Mali under siege: how a radical alliance is challenging the military junta

Coordinated attacks this past weekend by the Group for the Support of Islam and Muslims (JNIM), an Al-Qaeda affiliate, and Tuareg separatists from the Azawad Liberation Front (FLA) have exposed the fragility of Mali’s military-led government. The simultaneous strikes across multiple cities—from Bamako to Kidal—marked an unprecedented level of tactical unity between groups with historically opposing agendas.

While JNIM seeks to impose a transnational Islamic order through guerrilla warfare and terror tactics, the FLA fights for regional autonomy or independence for northern Mali’s Azawad territory. Despite their ideological differences, both groups have now directed their firepower toward a common adversary: the military junta in power.

From rivals to allies: a tactical convergence

Historically, the FLA and JNIM viewed each other with deep suspicion. The separatists rejected the jihadists’ extremist agenda, while the militants saw the rebels as competitors vying for control over the same regions. Yet this recent cooperation signals a shift in strategy.

The alliance appears to be driven by mutual benefit. The FLA contributes local legitimacy, deep community networks, and intimate knowledge of the terrain, while JNIM brings combat experience, heavy firepower, and cross-border operational capacity. Together, they have created a more formidable threat to the Malian state.

According to Emmanuel Odilon Koukoubou, a political scientist and researcher at the Civic Academy for Africa’s Future (CiAAF), similar alliances have emerged before. In 2012–2013, the National Movement for the Liberation of Azawad (MNLA) briefly joined forces with groups like AQMI and Ansar Dine to push Malian forces out of northern Mali. That alliance, however, quickly unraveled as the jihadists turned on their erstwhile partners.

“The FLA is clearly pursuing independence for the north, while jihadists aim to establish a caliphate across the Sahel,” Koukoubou explains. “Their goals are fundamentally incompatible in the long run. This cooperation is purely tactical—rooted in a shared enemy: the Malian state.”

A coordinated assault on the heart of power

The timing and scale of the attacks suggest a deliberate effort to destabilize the government. Among the most shocking developments was the killing of Sadio Camara, Mali’s Defense Minister and a key figure in the military leadership, in an ambush at his residence in Kati. The attack occurred without any prior warning from intelligence services, underscoring a critical vulnerability in the regime’s security apparatus.

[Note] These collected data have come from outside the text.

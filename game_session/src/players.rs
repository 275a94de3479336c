//! Player names and the record of finished matches.

use std::fmt;

use game_core::Score;

/// Single-line text field for a player name
#[derive(Debug, Clone, Default, PartialEq, Eq)]
pub struct NameField {
    text: String,
    pub active: bool,
}

impl NameField {
    pub const MAX_LEN: usize = 15;

    pub fn new() -> Self {
        Self::default()
    }

    pub fn text(&self) -> &str {
        &self.text
    }

    pub fn is_empty(&self) -> bool {
        self.text.trim().is_empty()
    }

    /// Append a typed character. Control characters and input past the
    /// length limit are dropped. Returns whether the text changed.
    pub fn push_char(&mut self, c: char) -> bool {
        if c.is_control() || self.text.chars().count() >= Self::MAX_LEN {
            return false;
        }
        self.text.push(c);
        true
    }

    pub fn backspace(&mut self) -> bool {
        self.text.pop().is_some()
    }

    pub fn clear(&mut self) {
        self.text.clear();
    }
}

#[derive(Debug, Clone, PartialEq, Eq)]
pub struct PlayerNames {
    pub left: String,
    pub right: String,
}

impl PlayerNames {
    pub fn new(left: impl Into<String>, right: impl Into<String>) -> Self {
        Self {
            left: left.into(),
            right: right.into(),
        }
    }
}

/// A finished (or abandoned) match
#[derive(Debug, Clone, PartialEq, Eq)]
pub struct MatchRecord {
    pub names: PlayerNames,
    pub left_score: u8,
    pub right_score: u8,
}

impl MatchRecord {
    pub fn new(names: PlayerNames, score: Score) -> Self {
        Self {
            names,
            left_score: score.left,
            right_score: score.right,
        }
    }
}

impl fmt::Display for MatchRecord {
    fn fmt(&self, f: &mut fmt::Formatter<'_>) -> fmt::Result {
        write!(
            f,
            "{} vs {}: {}-{}",
            self.names.left, self.names.right, self.left_score, self.right_score
        )
    }
}

/// In-memory match history, oldest first
#[derive(Debug, Clone, Default)]
pub struct MatchLog {
    records: Vec<MatchRecord>,
}

impl MatchLog {
    pub fn new() -> Self {
        Self::default()
    }

    pub fn record(&mut self, record: MatchRecord) {
        log::info!("match recorded: {}", record);
        self.records.push(record);
    }

    pub fn len(&self) -> usize {
        self.records.len()
    }

    pub fn is_empty(&self) -> bool {
        self.records.is_empty()
    }

    /// The last `n` records, oldest first
    pub fn recent(&self, n: usize) -> &[MatchRecord] {
        let start = self.records.len().saturating_sub(n);
        &self.records[start..]
    }

    pub fn lines(&self) -> impl Iterator<Item = String> + '_ {
        self.records.iter().map(|record| record.to_string())
    }
}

The absence of President Assimi Goïta from public view for 48 hours fueled speculation and raised concerns about internal instability. It was Prime Minister Abdoulaye Maïga who addressed the nation, acknowledging the “asymmetry” of the threat and vowing to strengthen counter-terrorism measures.

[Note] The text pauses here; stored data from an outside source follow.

/// Game tuning parameters for Pong
#[derive(Debug, Clone, Copy)]
pub struct Params;

impl Params {
    // Court (pixels)
    pub const PLAYFIELD_WIDTH: f64 = 1080.0;
    pub const PLAYFIELD_HEIGHT: f64 = 720.0;

    // Paddle
    pub const PADDLE_WIDTH: f64 = 15.0;
    pub const PADDLE_HEIGHT: f64 = 100.0;
    pub const PADDLE_SPEED: f64 = 400.0; // pixels per second
    pub const PADDLE_MARGIN: f64 = 50.0; // side wall to paddle

    // Ball
    pub const BALL_RADIUS: f64 = 8.0;
    pub const BALL_BASE_SPEED: f64 = 400.0; // pixels per second
    pub const ACCELERATION_FACTOR: f64 = 1.05; // multiply speed on paddle hit

    // Angles (radians)
    pub const MAX_BOUNCE_ANGLE: f64 = std::f64::consts::FRAC_PI_3; // 60°
    pub const SERVE_ANGLE: f64 = std::f64::consts::FRAC_PI_4; // ±45° around the horizontal

    // Gap left between ball and paddle after a hit
    pub const SEPARATION: f64 = 1e-6;

    // Score
    pub const WIN_SCORE: u8 = 5; // First to 5 wins

    // Physics
    pub const FIXED_DT: f64 = 1.0 / 120.0;
    pub const MAX_DT: f64 = 0.1; // Clamp to prevent large jumps
}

“The assassination of Sadio Camara is not just a loss of a human life—it’s a blow to the entire command structure,” says Alioune Tine, founder of the Dakar-based think tank Afrikajom Center and former UN expert on Mali. “Camara was more than a defense minister; he was a strategist, an intellectual, and a unifying force within the military.” His death, Tine warns, “sends a dangerous signal: even the regime’s strongholds are not safe.”

Regional risks: a potential domino effect

The crisis comes at a time when Mali’s diplomatic isolation is growing. The junta has distanced itself from Western partners and increasingly relies on support from Russia and the Alliance of Sahel States (AES). Yet analysts warn that this backing may not be enough to counter the mounting insurgency.

“The Malian regime is now exposed and increasingly isolated,” Koukoubou notes. “The risk is real: further weakening could lead to collapse, with spillover effects across the entire Sahel.”

Tine goes further, calling the situation “unprecedented” and urging urgent regional action. “The fall of Mali could trigger a domino effect across West Africa, just as the spread of jihadism did years ago,” he says. “We need a collective defense strategy—one based on shared sovereignty and regional solidarity. Without coordinated action, there is no solution.”

He calls on the ECOWAS and AES to convene an extraordinary summit focused solely on regional security. “Leaders must set aside national egos and build a unified security architecture. The priority is clear: survival through collective strength.”